The code snippet shows to sample functions that either split a file into parts or join those parts back together into one file. The split function begins by taking three parameters. The first parameter, source, is the file that we wish to split. The second parameter, dest_folder, is a folder that stores the output files created by the split operation. The final parameter, write_size, is the size of the file parts in bytes.

Split starts by checking if dest_folder exists or not. If the folder does not exist, we call os.mkdir to create a new folder on the file system. Otherwise, we obtain a list of all files in the folder by calling os.listdir and then remove all of them by calling os.remove. When calling os.remove, we use os.path.join to create a full path to the target file that’s getting deleted.

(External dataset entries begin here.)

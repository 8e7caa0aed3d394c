use super::Expander;
use crate::{
	algorithms::{context_processing::expand_iri, ProcessingEnvironment},
	blank::is_blank_id,
	keyword::is_keyword,
	util::is_absolute_iri,
	ActiveContext, Error, ErrorCode, ExpansionPolicy, Keyword, Warning,
};

impl<'a> Expander<'a> {
	/// Expands an entry key according to the expansion policy.
	///
	/// Returns `None` if the entry must be dropped.
	pub(super) fn expand_key(
		&self,
		env: &mut impl ProcessingEnvironment,
		key: &str,
	) -> Result<Option<String>, Error> {
		// Framing keywords are only meaningful in frames.
		if self.options.frame_expansion && Keyword::try_from(key).is_ok_and(|k| k.is_framing()) {
			return Ok(Some(key.to_owned()));
		}

		let Some(expanded) = expand_iri(env, self.active_context, key, false, true) else {
			return Ok(None);
		};

		if is_keyword(&expanded) {
			return Ok(Some(expanded));
		}

		if expanded.contains(':') {
			let is_blank = is_blank_id(&expanded);
			if self.options.policy == ExpansionPolicy::Strictest
				&& !is_blank && !is_absolute_iri(&expanded)
			{
				return Err(Error::new(ErrorCode::KeyExpansionFailed, key));
			}

			if is_blank {
				env.warn(Warning::BlankNodeIdProperty(expanded.clone()))
			}

			return Ok(Some(expanded));
		}

		match self.options.policy {
			ExpansionPolicy::Relaxed => Ok(Some(expanded)),
			ExpansionPolicy::Standard => {
				if self.options.safe_mode {
					env.warn(Warning::DroppedProperty(key.to_owned()))
				}

				Ok(None)
			}
			ExpansionPolicy::Strict | ExpansionPolicy::Strictest => {
				Err(Error::new(ErrorCode::KeyExpansionFailed, key))
			}
		}
	}

	/// Expands the value of an `@id` entry.
	pub(super) fn expand_id(&self, env: &mut impl ProcessingEnvironment, value: &str) -> Option<String> {
		let id = expand_iri(env, self.active_context, value, true, false)?;
		self.check_value(env, id)
	}

	/// Expands a value of an `@type` entry, using the type-scoped context.
	pub(super) fn expand_type(
		&self,
		env: &mut impl ProcessingEnvironment,
		type_scoped_context: &ActiveContext,
		value: &str,
	) -> Option<String> {
		let typ = expand_iri(env, type_scoped_context, value, true, true)?;
		self.check_value(env, typ)
	}

	/// In safe mode, drops the values that are not absolute IRIs or blank
	/// node identifiers.
	fn check_value(&self, env: &mut impl ProcessingEnvironment, value: String) -> Option<String> {
		if self.options.safe_mode
			&& !is_keyword(&value)
			&& !is_blank_id(&value)
			&& !is_absolute_iri(&value)
		{
			env.warn(Warning::DroppedValue(value));
			None
		} else {
			Some(value)
		}
	}
}
/// Entries allowed in an expanded term definition.
const TERM_DEFINITION_ENTRIES: [&str; 11] = [
	"@id",
	"@reverse",
	"@container",
	"@context",
	"@direction",
	"@index",
	"@language",
	"@nest",
	"@prefix",
	"@protected",
	"@type",
];

// Checks if the input term is an IRI ending with a gen-delim character, or a blank node identifier.
fn is_gen_delim_or_blank(iri: &str) -> bool {
	is_blank_id(iri) || iri.chars().last().is_some_and(is_gen_delim)
}

/// Checks if the the given character is included in the given string anywhere but at the first or last position.
fn contains_between_boundaries(id: &str, c: char) -> bool {
	match (id.find(c), id.rfind(c)) {
		(Some(i), Some(j)) => i > 0 && j < id.len() - c.len_utf8(),
		_ => false,
	}
}

/// Splits a compact IRI `prefix:suffix`, where the colon is not the first
/// character.
pub(super) fn split_compact_iri(value: &str) -> Option<(&str, &str)> {
	let (i, _) = value.char_indices().skip(1).find(|(_, c)| *c == ':')?;
	Some((&value[..i], &value[(i + 1)..]))
}

/// Definition state of the terms of a local context.
///
/// A term is either undefined (absent), pending (being defined), or defined.
#[derive(Default)]
pub struct DefinedTerms(HashMap<String, bool>);

impl DefinedTerms {
	pub fn new() -> Self {
		Self::default()
	}

	/// Starts the definition of a term.
	///
	/// Returns `false` if the term is already defined, and fails if it is
	/// pending.
	pub fn begin(&mut self, term: &str) -> Result<bool, Error> {
		match self.0.get(term) {
			Some(true) => Ok(false),
			Some(false) => Err(Error::new(ErrorCode::CyclicIriMapping, term)),
			None => {
				self.0.insert(term.to_owned(), false);
				Ok(true)
			}
		}
	}

	pub fn end(&mut self, term: &str) {
		self.0.insert(term.to_owned(), true);
	}
}

fn parse_container(value: &Value, mode: ProcessingMode) -> Result<Container, Error> {
	let item = |v: &Value| -> Result<ContainerItem, Error> {
		as_str(v)
			.and_then(|s| ContainerItem::try_from(s).ok())
			.ok_or_else(|| ErrorCode::InvalidContainerMapping.into())
	};

	match value {
		Value::Array(items) if mode == ProcessingMode::JsonLd1_1 => {
			let items = items.iter().map(item).collect::<Result<Vec<_>, _>>()?;
			Container::from_items(items).map_err(|_| ErrorCode::InvalidContainerMapping.into())
		}
		value => {
			let item = item(value)?;
			if mode == ProcessingMode::JsonLd1_0
				&& matches!(
					item,
					ContainerItem::Graph | ContainerItem::Id | ContainerItem::Type
				) {
				return Err(ErrorCode::InvalidContainerMapping.into());
			}

			Ok(item.into())
		}
	}
}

Once the destination folder has been prepared, the function continues by performing the actually split operation. A partnum variable is created on line 13 that tracks the number of file parts created by the split operation. The source file is opened on line 16 in binary mode. Binary mode is used in this case because we could be dealing with audio or video files and not just text files.

The split function enters an infinite loop on line 18. On line 20, we read a number of bytes, specified by write_size, from the source file and store them in the chunk variable. On line 23, we test if chunk actually recieved any bytes from the read operation. If chunk did not read any bytes, then we have hit end of file (EOF) and we break out of the loop. Otherwise, we increment partnum by one and begin to write the file part.

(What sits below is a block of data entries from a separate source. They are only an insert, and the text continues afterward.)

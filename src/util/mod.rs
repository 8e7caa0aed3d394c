//! Utility functions.
pub mod iri;
pub mod json;

pub use iri::*;
pub use json::*;
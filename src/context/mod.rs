//! Active context.
mod definition;
pub mod inverse;

use indexmap::IndexMap;
use iref::{Iri, IriBuf};
use once_cell::sync::OnceCell;
use std::sync::Arc;

use crate::Direction;

pub use definition::*;
pub use inverse::{InverseContext, Selection};

/// Active context.
///
/// Result of the [context processing algorithm][1]. Contexts are values:
/// processing never mutates a context that was handed out, it clones it and
/// mutates the clone. The previous context (set by non-propagated contexts)
/// is shared between snapshots.
///
/// [1]: <https://www.w3.org/TR/json-ld11-api/#context-processing-algorithm>
pub struct ActiveContext {
	original_base_url: Option<IriBuf>,
	base_iri: Option<IriBuf>,
	vocabulary: Option<String>,
	default_language: Option<String>,
	default_base_direction: Option<Direction>,
	previous_context: Option<Arc<ActiveContext>>,
	definitions: IndexMap<String, TermDefinition>,
	inverse: OnceCell<InverseContext>,
}

impl Default for ActiveContext {
	fn default() -> Self {
		Self::new(None)
	}
}

impl ActiveContext {
	/// Create a new context with the given base IRI.
	pub fn new(base_iri: Option<IriBuf>) -> Self {
		Self {
			original_base_url: base_iri.clone(),
			base_iri,
			vocabulary: None,
			default_language: None,
			default_base_direction: None,
			previous_context: None,
			definitions: IndexMap::new(),
			inverse: OnceCell::new(),
		}
	}

	/// Returns a reference to the given `term` definition, if any.
	pub fn get(&self, term: &str) -> Option<&TermDefinition> {
		self.definitions.get(term)
	}

	/// Checks if the given `term` is defined.
	pub fn contains_term(&self, term: &str) -> bool {
		self.definitions.contains_key(term)
	}

	/// Returns the original base URL of the context.
	pub fn original_base_url(&self) -> Option<&Iri> {
		self.original_base_url.as_deref()
	}

	/// Returns the base IRI of the context.
	pub fn base_iri(&self) -> Option<&Iri> {
		self.base_iri.as_deref()
	}

	/// Returns the `@vocab` value, if any.
	pub fn vocabulary(&self) -> Option<&str> {
		self.vocabulary.as_deref()
	}

	/// Returns the default `@language` value.
	pub fn default_language(&self) -> Option<&str> {
		self.default_language.as_deref()
	}

	/// Returns the default `@direction` value.
	pub fn default_base_direction(&self) -> Option<Direction> {
		self.default_base_direction
	}

	/// Returns a reference to the previous context.
	pub fn previous_context(&self) -> Option<&ActiveContext> {
		self.previous_context.as_deref()
	}

	/// Returns the number of terms defined.
	pub fn len(&self) -> usize {
		self.definitions.len()
	}

	/// Checks if no terms are defined.
	pub fn is_empty(&self) -> bool {
		self.definitions.is_empty()
	}

	/// Iterates over the term definitions.
	pub fn definitions(&self) -> impl Iterator<Item = (&String, &TermDefinition)> {
		self.definitions.iter()
	}

	/// Checks if the context has a protected definition.
	pub fn has_protected_items(&self) -> bool {
		self.definitions.values().any(|d| d.protected)
	}

	/// Returns the inverse of this context.
	pub fn inverse(&self) -> &InverseContext {
		self.inverse.get_or_init(|| self.into())
	}

	/// Sets the definition for the given term, returning the previous one.
	///
	/// A `None` definition removes the term.
	pub fn set(
		&mut self,
		term: String,
		definition: Option<TermDefinition>,
	) -> Option<TermDefinition> {
		self.inverse.take();
		match definition {
			Some(definition) => self.definitions.insert(term, definition),
			None => self.definitions.shift_remove(&term),
		}
	}

	/// Sets the base IRI.
	pub fn set_base_iri(&mut self, iri: Option<IriBuf>) {
		self.inverse.take();
		self.base_iri = iri
	}

	/// Sets the vocabulary mapping.
	pub fn set_vocabulary(&mut self, vocab: Option<String>) {
		self.inverse.take();
		self.vocabulary = vocab
	}

	/// Sets the default language.
	pub fn set_default_language(&mut self, lang: Option<String>) {
		self.inverse.take();
		self.default_language = lang
	}

	/// Sets the default base direction.
	pub fn set_default_base_direction(&mut self, dir: Option<Direction>) {
		self.inverse.take();
		self.default_base_direction = dir
	}

	/// Sets the previous context.
	pub fn set_previous_context(&mut self, previous: ActiveContext) {
		self.inverse.take();
		self.previous_context = Some(Arc::new(previous))
	}

	/// Sets the previous context to an already shared snapshot.
	pub fn set_shared_previous_context(&mut self, previous: Arc<ActiveContext>) {
		self.inverse.take();
		self.previous_context = Some(previous)
	}

	/// Returns the shared previous context, if any.
	pub fn shared_previous_context(&self) -> Option<&Arc<ActiveContext>> {
		self.previous_context.as_ref()
	}
}

impl Clone for ActiveContext {
	fn clone(&self) -> Self {
		Self {
			original_base_url: self.original_base_url.clone(),
			base_iri: self.base_iri.clone(),
			vocabulary: self.vocabulary.clone(),
			default_language: self.default_language.clone(),
			default_base_direction: self.default_base_direction,
			previous_context: self.previous_context.clone(),
			definitions: self.definitions.clone(),
			inverse: OnceCell::default(),
		}
	}
}

impl std::fmt::Debug for ActiveContext {
	fn fmt(&self, f: &mut std::fmt::Formatter) -> std::fmt::Result {
		f.debug_struct("ActiveContext")
			.field("base_iri", &self.base_iri)
			.field("vocabulary", &self.vocabulary)
			.field("default_language", &self.default_language)
			.field("default_base_direction", &self.default_base_direction)
			.field("definitions", &self.definitions)
			.field("has_previous_context", &self.previous_context.is_some())
			.finish()
	}
}

#[cfg(test)]
mod tests {
	use super::*;

	#[test]
	fn clone_resets_inverse() {
		let mut context = ActiveContext::new(None);
		context.set(
			"name".to_owned(),
			Some(TermDefinition {
				iri: Some("http://example.org/name".to_owned()),
				..Default::default()
			}),
		);

		assert!(context.inverse().contains("http://example.org/name"));

		let mut clone = context.clone();
		clone.set("name".to_owned(), None);
		assert!(!clone.inverse().contains("http://example.org/name"));
		assert!(context.inverse().contains("http://example.org/name"))
	}

	#[test]
	fn inverse_selection() {
		let mut context = ActiveContext::new(None);
		context.set_default_language(Some("en".to_owned()));
		context.set(
			"label".to_owned(),
			Some(TermDefinition {
				iri: Some("http://example.org/label".to_owned()),
				..Default::default()
			}),
		);
		context.set(
			"labelFr".to_owned(),
			Some(TermDefinition {
				iri: Some("http://example.org/label".to_owned()),
				language: Some(Some("fr".to_owned())),
				..Default::default()
			}),
		);

		let inverse = context.inverse();
		assert_eq!(
			inverse.select(
				"http://example.org/label",
				&["@none"],
				Selection::Language,
				&["fr", "@none"]
			),
			Some("labelFr")
		);
		assert_eq!(
			inverse.select(
				"http://example.org/label",
				&["@none"],
				Selection::Language,
				&["en", "@none"]
			),
			Some("label")
		)
	}
}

Line 30 creates the name and destination for the file part by using os.path.join, the dest_folder, and a string template that accepts the current part number. The destination file is created on line 33 with a call to open (also in binary mode) and then on line 36, we write chunk to the file. Line 39 has an explicit call to closing the file. While we normally wait for files to close in garabage collection, this function opens a lot of files so ideally we should close them in oder to make sure we don’t exceed the number of file handles the underlying OS allows. The function ends by closing the input_file and returning the number of part files created.

join

The join function does the reverse job of the split function. It begins by accepting a source_dir, a destination file, and the size of the part files. The output_file is created on line 50 (opened in binary mode) and then on line 53, we use os.listdir to get a list of all parts.

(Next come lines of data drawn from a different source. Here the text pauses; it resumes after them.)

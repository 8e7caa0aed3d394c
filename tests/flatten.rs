use json_ld_pipeline::{
	syntax::{Parse, Value},
	util::{deep_equals, deep_equals_unordered},
	Blank, JsonLdProcessor, NoLoader, Options,
};

fn parse(s: &str) -> Value {
	Value::parse_str(s).unwrap().0
}

#[test]
fn embedded_nodes_are_lifted() {
	let input = parse(
		r#"{
			"@context": {"@vocab": "http://example.org/"},
			"@id": "http://example.org/a",
			"knows": {"name": "Bob", "knows": {"@id": "http://example.org/a"}}
		}"#,
	);

	let flattened = input
		.flatten(None, &mut Blank::new(), &NoLoader, Options::default())
		.unwrap();

	let expected = parse(
		r#"[
			{
				"@id": "http://example.org/a",
				"http://example.org/knows": [{"@id": "_:b0"}]
			},
			{
				"@id": "_:b0",
				"http://example.org/name": [{"@value": "Bob"}],
				"http://example.org/knows": [{"@id": "http://example.org/a"}]
			}
		]"#,
	);
	assert!(
		deep_equals_unordered(&flattened.value, &expected),
		"got {:?}",
		flattened.value
	)
}

#[test]
fn properties_of_the_same_node_are_merged() {
	let input = parse(
		r#"[
			{"@id": "http://example.org/a", "http://example.org/p": "x"},
			{"@id": "http://example.org/a", "http://example.org/p": ["x", "y"], "@type": "http://example.org/T"}
		]"#,
	);

	let flattened = input
		.flatten(None, &mut Blank::new(), &NoLoader, Options::default())
		.unwrap();

	assert!(deep_equals(
		&flattened.value,
		&parse(
			r#"[{
				"@id": "http://example.org/a",
				"@type": ["http://example.org/T"],
				"http://example.org/p": [{"@value": "x"}, {"@value": "y"}]
			}]"#
		)
	))
}

#[test]
fn blank_node_labels_are_relabeled_consistently() {
	let input = parse(
		r#"[
			{"@id": "_:x", "http://example.org/p": {"@id": "_:y"}},
			{"@id": "_:y", "http://example.org/p": {"@id": "_:x"}}
		]"#,
	);

	let mut generator = Blank::with_prefix("n");
	let flattened = input
		.flatten(None, &mut generator, &NoLoader, Options::default())
		.unwrap();

	assert!(deep_equals(
		&flattened.value,
		&parse(
			r#"[
				{"@id": "_:n0", "http://example.org/p": [{"@id": "_:n1"}]},
				{"@id": "_:n1", "http://example.org/p": [{"@id": "_:n0"}]}
			]"#
		)
	));
	assert_eq!(generator.count(), 2)
}

#[test]
fn flatten_and_compact() {
	let input = parse(
		r#"{
			"@context": {"@vocab": "http://example.org/"},
			"@id": "http://example.org/a",
			"knows": {"@id": "http://example.org/b", "name": "Bob"}
		}"#,
	);

	let context = parse(r#"{"@vocab": "http://example.org/"}"#);
	let flattened = input
		.flatten(
			Some(&context.into()),
			&mut Blank::new(),
			&NoLoader,
			Options {
				ordered: true,
				..Options::default()
			},
		)
		.unwrap();

	assert!(deep_equals(
		&flattened.value,
		&parse(
			r#"{
				"@context": {"@vocab": "http://example.org/"},
				"@graph": [
					{"@id": "http://example.org/a", "knows": {"@id": "http://example.org/b"}},
					{"@id": "http://example.org/b", "name": "Bob"}
				]
			}"#
		)
	))
}

#[test]
fn flattening_twice_changes_nothing() {
	let input = parse(
		r#"{
			"@context": {"@vocab": "http://example.org/"},
			"@id": "http://example.org/g",
			"@graph": {"name": "x", "knows": {"name": "y"}}
		}"#,
	);

	let once = input
		.flatten(None, &mut Blank::new(), &NoLoader, Options::default())
		.unwrap()
		.value;
	let twice = once
		.flatten(None, &mut Blank::new(), &NoLoader, Options::default())
		.unwrap()
		.value;

	assert!(deep_equals_unordered(&once, &twice), "got {twice:?}, expected {once:?}")
}

#[test]
fn conflicting_indexes() {
	let error = parse(
		r#"[
			{"@id": "http://example.org/a", "@index": "1"},
			{"@id": "http://example.org/a", "@index": "2"}
		]"#,
	)
	.flatten(None, &mut Blank::new(), &NoLoader, Options::default())
	.unwrap_err();

	assert_eq!(error.code(), json_ld_pipeline::ErrorCode::ConflictingIndexes)
}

Since our part files contain a number that identifies the parts, we can store all parts in a list and call sort() on it. Then it’s just a matter of looping through all of the parts and assembling them into a single file. The for loop starts on line 59. On line 62, we use os.path.join to create a full path to the part file and then we can open the part file on line 65.

The program enters an infinite join loop on line 67. Inside of the while loop, we read a part of the input_file and return the bytes read. If bytes is empty, we have it end of file so we can test for this on line 72 and use break to end the while loop if we have hit end of file. Otherwise, we can write to the output file on line 76.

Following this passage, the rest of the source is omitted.